For more details on using Sentinel-1 images, you can read our blog about Sentinel-1 preprocessing.
- Only L2A products of Sentinel-2 images were downloaded.
- Ten S2 bands were used (blue, green, red, near-infrared (NIR), four red-edge bands, and two short wave infrared (SWIR) bands), and calculated two additional bands commonly used in remote sensing – NDVI and NDMI.
- All of the twelve bands were normalized to bring the values in the range from 0 to 1.
If you are interested in Sentinel-2 imagery, you can read our blog about our tools for downloading Sentinel-2 imagery.
After satellite images were downloaded and preprocessed to be used during training. Big Sentinel images had to be split into smaller images (tiles) (figure. 1). We filtered out Sentinel-2 tiles with a cloud percentage higher than 20%. Sentinel-1 tiles were left as they were. During the training loop, if several Sentinel-2 images overlapped and had a single date of acquisition, only one of the images would be taken to avoid data duplication. The final version of how the State of Ohio was covered is shown in Figure 2.
As described above, we used ten bands from Sentinel-2, two additional index bands, and two from Sentinel-1. We used them during the experiments, and there were no experiments conducted using subsets. Image tiles were 192×192 pixels, and during training, some basic augmentations were applied to them, such as crops, flips, rotations, and resizing. The dataset was split into train, validation, and test sets with a ratio of 70/20/10. A sampling strategy had to be implemented to train on batches of time sequences of images. That would allow us to group sequences of similar lengths into one batch.
One of the architectures described in this article – 2D U-Net + CLSTM was used.
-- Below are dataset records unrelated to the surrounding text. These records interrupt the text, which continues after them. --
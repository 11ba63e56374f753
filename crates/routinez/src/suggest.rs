//! Course search field: substring filtering plus delayed dismissal.
//!
//! The dropdown must survive the instant between blurring the input and
//! clicking a suggestion, so closing is armed with a short deadline
//! instead of happening on blur. Picking a suggestion cancels the
//! deadline. Time is passed in explicitly to keep the logic testable.

use std::time::{Duration, Instant};

/// How long the dropdown stays open after the input loses focus.
pub const DISMISS_DELAY: Duration = Duration::from_millis(200);

/// State of the course search field.
#[derive(Debug, Clone, Default)]
pub struct SuggestField {
    options: Vec<String>,
    term: String,
    filtered: Vec<String>,
    open: bool,
    dismiss_at: Option<Instant>,
}

impl SuggestField {
    pub fn new(options: Vec<String>) -> Self {
        Self {
            options,
            ..Self::default()
        }
    }

    /// Replaces the option list, refiltering against the current term.
    /// `picked` are course codes to exclude (already selected).
    pub fn set_options(&mut self, options: Vec<String>, picked: &[String]) {
        self.options = options;
        self.refilter(picked);
    }

    /// Input gained focus: show the full (unpicked) list.
    pub fn focus(&mut self, picked: &[String]) {
        self.dismiss_at = None;
        self.open = true;
        self.refilter(picked);
    }

    /// The term changed: refilter and keep the dropdown open.
    pub fn input(&mut self, term: &str, picked: &[String]) {
        self.term = term.to_string();
        self.open = true;
        self.dismiss_at = None;
        self.refilter(picked);
    }

    /// A suggestion was clicked. Returns the picked value, clears the
    /// term, and closes the dropdown immediately.
    pub fn pick(&mut self, value: &str) -> Option<String> {
        if !self.filtered.iter().any(|o| o == value) {
            return None;
        }
        self.term.clear();
        self.open = false;
        self.dismiss_at = None;
        Some(value.to_string())
    }

    /// Input lost focus at `now`: arm the dismissal deadline.
    pub fn blur_at(&mut self, now: Instant) {
        if self.open {
            self.dismiss_at = Some(now + DISMISS_DELAY);
        }
    }

    /// Advances time. Returns `true` when the armed deadline fired and
    /// the dropdown closed.
    pub fn tick(&mut self, now: Instant) -> bool {
        match self.dismiss_at {
            Some(deadline) if now >= deadline => {
                self.open = false;
                self.term.clear();
                self.dismiss_at = None;
                true
            }
            _ => false,
        }
    }

    pub fn is_open(&self) -> bool {
        self.open
    }

    pub fn term(&self) -> &str {
        &self.term
    }

    /// Current suggestions, in catalogue order.
    pub fn suggestions(&self) -> &[String] {
        &self.filtered
    }

    fn refilter(&mut self, picked: &[String]) {
        let term = self.term.to_lowercase();
        self.filtered = self
            .options
            .iter()
            .filter(|option| !picked.iter().any(|p| p == *option))
            .filter(|option| term.is_empty() || option.to_lowercase().contains(&term))
            .cloned()
            .collect();
    }
}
Each satellite has its encoder-decoder-CLSTM model, and later the outputs of each are concatenated and passed into the final linear layer. The architecture of the model from the article is shown in Figure 3.
Models were trained using a weighted combination of cross-entropy loss and Dice loss. Adam was used for parameter optimization, with a starting value of learning rate at 0.003 and a reduction of it to 0.0003 after 20 epochs of training. All of the models were trained for 40 epochs total.
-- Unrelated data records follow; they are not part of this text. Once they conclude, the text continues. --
impl RoutinePlanner {
    /// A fresh planner with all days and all time slots preselected.
    pub fn new() -> Self {
        Self {
            days: Day::ALL.into_iter().collect(),
            times: TIME_SLOTS.iter().map(|s| s.to_string()).collect(),
            ..Self::default()
        }
    }

    pub fn courses(&self) -> &[String] {
        &self.courses
    }

    pub fn is_locked(&self, course: &str) -> bool {
        self.locked.contains(course)
    }

    pub fn selected_days(&self) -> &BTreeSet<Day> {
        &self.days
    }

    pub fn selected_times(&self) -> &[String] {
        &self.times
    }

    pub fn commute(&self) -> Option<CommutePreference> {
        self.commute
    }

    pub fn set_commute(&mut self, preference: Option<CommutePreference>) {
        self.commute = preference;
    }

    pub fn pending(&self) -> Option<&PendingCourse> {
        self.pending.as_ref()
    }

    /// Faculty groups for one course, as last ingested.
    pub fn faculty_groups(&self, course: &str) -> Option<&BTreeMap<String, FacultyGroup>> {
        self.faculty_by_course.get(course)
    }

    pub fn selected_faculties(&self, course: &str) -> &[String] {
        self.selected_faculty
            .get(course)
            .map(Vec::as_slice)
            .unwrap_or(&[])
    }

    pub fn selected_section(&self, course: &str, faculty: &str) -> Option<&Section> {
        self.selected_sections.get(course)?.get(faculty)
    }

    /// Whether a course may be offered in the picker. A locked or
    /// already-listed course is always selectable; otherwise at least one
    /// seat must be open unless every section is being shown.
    pub fn course_selectable(&self, total_available_seats: i64, show_all: bool, locked: bool) -> bool {
        show_all || locked || total_available_seats >= 1
    }

    /// Adds a course, gating on prerequisites. `details` are the course's
    /// sections; prerequisites are read off the first one.
    pub fn add_course(&mut self, course: &str, details: Vec<Section>) -> AddCourse {
        if self.courses.iter().any(|c| c == course) {
            return AddCourse::AlreadySelected;
        }

        let missing: Vec<String> = details
            .first()
            .map(|s| s.prerequisite_list())
            .unwrap_or_default()
            .into_iter()
            .filter(|pre| !self.courses.iter().any(|c| c == pre))
            .collect();

        if !missing.is_empty() {
            let pending = PendingCourse {
                course: course.to_string(),
                missing,
                details,
            };
            self.pending = Some(pending.clone());
            return AddCourse::PrerequisitesMissing(pending);
        }

        self.insert_course(course, details);
        AddCourse::Added
    }

    /// Confirms the pending prerequisite-gated add, if any.
    pub fn confirm_pending(&mut self) {
        if let Some(pending) = self.pending.take() {
            debug!(course = %pending.course, "prerequisite gate overridden");
            self.insert_course(&pending.course.clone(), pending.details);
        }
    }

    pub fn decline_pending(&mut self) {
        self.pending = None;
    }

    fn insert_course(&mut self, course: &str, details: Vec<Section>) {
        self.courses.push(course.to_string());
        let locked = self.locked.contains(course);
        self.faculty_by_course
            .insert(course.to_string(), group_by_faculty(&details, locked));
    }

    /// Removes a course and every downstream pick hanging off it.
    pub fn remove_course(&mut self, course: &str) {
        self.courses.retain(|c| c != course);
        self.faculty_by_course.remove(course);
        self.selected_faculty.remove(course);
        self.selected_sections.remove(course);
        self.locked.remove(course);
    }

    /// Replaces a course's section data after a refetch (seat updates, or
    /// a lock toggle changing the seat filter). Selected faculties and
    /// sections that no longer exist in the new data are dropped.
    pub fn update_course_sections(&mut self, course: &str, details: Vec<Section>) {
        if !self.courses.iter().any(|c| c == course) {
            return;
        }
        let locked = self.locked.contains(course);
        let groups = group_by_faculty(&details, locked);

        if let Some(faculties) = self.selected_faculty.get_mut(course) {
            faculties.retain(|f| groups.contains_key(f));
        }
        if let Some(sections) = self.selected_sections.get_mut(course) {
            sections.retain(|faculty, section| {
                groups.get(faculty).is_some_and(|g| {
                    g.sections.iter().any(|s| s.section_name == section.section_name)
                })
            });
        }
        self.faculty_by_course.insert(course.to_string(), groups);
    }

    /// Toggles the lock on a course. Locking narrows the selection to the
    /// first chosen faculty and drops the rest. The caller is expected to
    /// refetch the course's sections afterwards, since the lock changes
    /// which sections pass the seat filter, and push the result through
    /// [`Self::update_course_sections`].
    pub fn toggle_lock(&mut self, course: &str) -> bool {
        if self.locked.remove(course) {
            return false;
        }
        self.locked.insert(course.to_string());

        if let Some(faculties) = self.selected_faculty.get_mut(course) {
            faculties.truncate(1);
            let keep = faculties.first().cloned();
            if let Some(sections) = self.selected_sections.get_mut(course) {
                sections.retain(|faculty, _| Some(faculty) == keep.as_ref());
            }
        }
        true
    }

    /// Selects a faculty for a course. Locked courses replace their single
    /// faculty; unlocked courses accumulate. Sections under deselected
    /// faculties are dropped.
    pub fn select_faculty(&mut self, course: &str, faculty: &str) {
        let entry = self.selected_faculty.entry(course.to_string()).or_default();
        if self.locked.contains(course) {
            entry.clear();
            entry.push(faculty.to_string());
        } else if !entry.iter().any(|f| f == faculty) {
            entry.push(faculty.to_string());
        }

        let keep: HashSet<String> = entry.iter().cloned().collect();
        if let Some(sections) = self.selected_sections.get_mut(course) {
            sections.retain(|f, _| keep.contains(f));
        }
    }

    /// Deselects a faculty, dropping its section pick with it.
    pub fn remove_faculty(&mut self, course: &str, faculty: &str) {
        if let Some(faculties) = self.selected_faculty.get_mut(course) {
            faculties.retain(|f| f != faculty);
        }
        if let Some(sections) = self.selected_sections.get_mut(course) {
            sections.remove(faculty);
        }
    }

    /// Picks a specific section under a selected faculty. The section must
    /// exist in that faculty's current group; a stale name is ignored.
    pub fn select_section(&mut self, course: &str, faculty: &str, section_name: &str) {
        if !self.selected_faculties(course).iter().any(|f| f == faculty) {
            return;
        }
        let Some(section) = self
            .faculty_by_course
            .get(course)
            .and_then(|groups| groups.get(faculty))
            .and_then(|group| {
                group
                    .sections
                    .iter()
                    .find(|s| s.section_name == section_name)
            })
            .cloned()
        else {
            return;
        };
        self.selected_sections
            .entry(course.to_string())
            .or_default()
            .insert(faculty.to_string(), section);
    }

    /// Whether a locked course has its mandatory faculty + section pair.
    /// Unlocked courses are always complete; the generator is free to pick
    /// among whatever was narrowed down.
    pub fn is_course_complete(&self, course: &str) -> bool {
        if !self.locked.contains(course) {
            return true;
        }
        let faculties = self.selected_faculties(course);
        faculties.len() == 1
            && self
                .selected_section(course, &faculties[0])
                .is_some()
    }

    pub fn add_day(&mut self, day: Day) {
        self.days.insert(day);
    }

    pub fn remove_day(&mut self, day: Day) {
        self.days.remove(&day);
    }

    /// Adds a time slot, keeping the canonical slot order.
    pub fn add_time(&mut self, slot: &str) {
        if self.times.iter().any(|t| t == slot) {
            return;
        }
        if TIME_SLOTS.contains(&slot) {
            self.times.push(slot.to_string());
            self.times.sort_by_key(|t| {
                TIME_SLOTS.iter().position(|s| s == t).unwrap_or(usize::MAX)
            });
        }
    }

    pub fn remove_time(&mut self, slot: &str) {
        self.times.retain(|t| t != slot);
    }

    /// Validates preferences and serializes the selection into the
    /// generate payload. Day names go out uppercase; time slots go out as
    /// their verbatim slot strings.
    pub fn build_request(&self, use_ai: bool) -> Result<RoutineRequest, ValidationError> {
        if self.days.len() < 2 {
            return Err(ValidationError::TooFewDays);
        }
        if use_ai && self.commute.is_none() {
            return Err(ValidationError::MissingCommutePreference);
        }

        let courses = self
            .courses
            .iter()
            .map(|course| CourseSelection {
                course: course.clone(),
                sections: self.sections_payload(course),
            })
            .collect();

        Ok(RoutineRequest {
            courses,
            days: self.days.iter().map(|d| d.upper().to_string()).collect(),
            times: self.times.clone(),
            use_ai,
            commute_preference: self
                .commute
                .map(|c| c.wire().to_string())
                .unwrap_or_default(),
        })
    }

    // Per faculty: a chosen section serializes as a value/label pair plus
    // the full section object; a faculty with no section pick serializes
    // as an empty object so the server knows the faculty constraint alone.
    fn sections_payload(&self, course: &str) -> Map<String, Value> {
        let mut map = Map::new();
        for faculty in self.selected_faculties(course) {
            let value = match self.selected_section(course, faculty) {
                Some(section) => json!({
                    "value": section.section_name,
                    "label": section.section_name,
                    "section": section,
                }),
                None => json!({}),
            };
            map.insert(faculty.clone(), value);
        }
        map
    }
}
//! Schedule-grid assembly: days, time slots, and the weekly matrix.

mod day;
mod grid;
mod time;

pub use day::Day;
pub use grid::{campus_days, resolve_room_for_day, EntryKind, GridEntry, RoutineGrid};
pub use time::{
    format_12_hour, format_time_range, schedules_overlap, slot_bounds, time_to_minutes, TIME_SLOTS,
};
F1-score metrics were calculated on pixel level for each class separately to evaluate models trained during the conducted experiments. We picked only the metrics for crop classes as they were our main classes, while other classes were supplementary ones to improve model performance on crop classes.
Using different satellite imagery combinations
As you can see, the combination of both Sentinel-1 and Sentinel-2 gave slightly better results for our crop classes than using only Sentinel-2.
Using different input resolutions
We compared two input resolutions on two different date ranges. In both cases, 10m resolution gave better results than 30m resolution, while the best being a 5-month coverage from the start of April until the end of August.
Using different time frames
And the final experiment was conducted to confirm that all of the summer growing season gives the best results and to match model performance if the time interval was decreased. It turned out that 4-month range variations reduced the accuracy, but not as poorly as in the case with the 3-month range, meaning that the months when the plants are practically ready to be harvested are much less important than the months when the plants are actively growing.
Consequently, our approaches to dataset preparation and modeling were described. The following comes from the experiment results we got:
- A combination of optical images (Sentinel-2) and SAR images (Sentinel-1) gives better results than using only optical images.
- Higher resolution images (10m) give better results than 30m resolution.
- A date range covering the growing season is much better than shorter dates.